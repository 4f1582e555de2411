//! Track collections: rows, durable row handles, metadata parsing and
//! directory scanning.

mod analyze;
mod collection;
mod display;
mod model;
mod scan;

pub use analyze::{LoftyAnalyzer, TrackAnalyzer};
pub use collection::{Collection, CollectionId, Row, RowId, SharedCollection};
pub use display::DisplayFormat;
pub use model::{Decoration, TagInfo, Track, TrackInfo};
pub use scan::{audio_files, load_track, scan};

#[cfg(test)]
mod tests;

..............................

Task directions — Output the material in full, matching it word for word.

Reply —
repository 4f1582e555de2411
//! Track collections: rows, durable row handles, metadata parsing and
//! directory scanning.

mod analyze;
mod collection;
mod display;
mod model;
mod scan;

pub use analyze::{LoftyAnalyzer, TrackAnalyzer};
pub use collection::{Collection, CollectionId, Row, RowId, SharedCollection};
pub use display::DisplayFormat;
pub use model::{Decoration, TagInfo, Track, TrackInfo};
pub use scan::{audio_files, load_track, scan};

#[cfg(test)]
mod tests;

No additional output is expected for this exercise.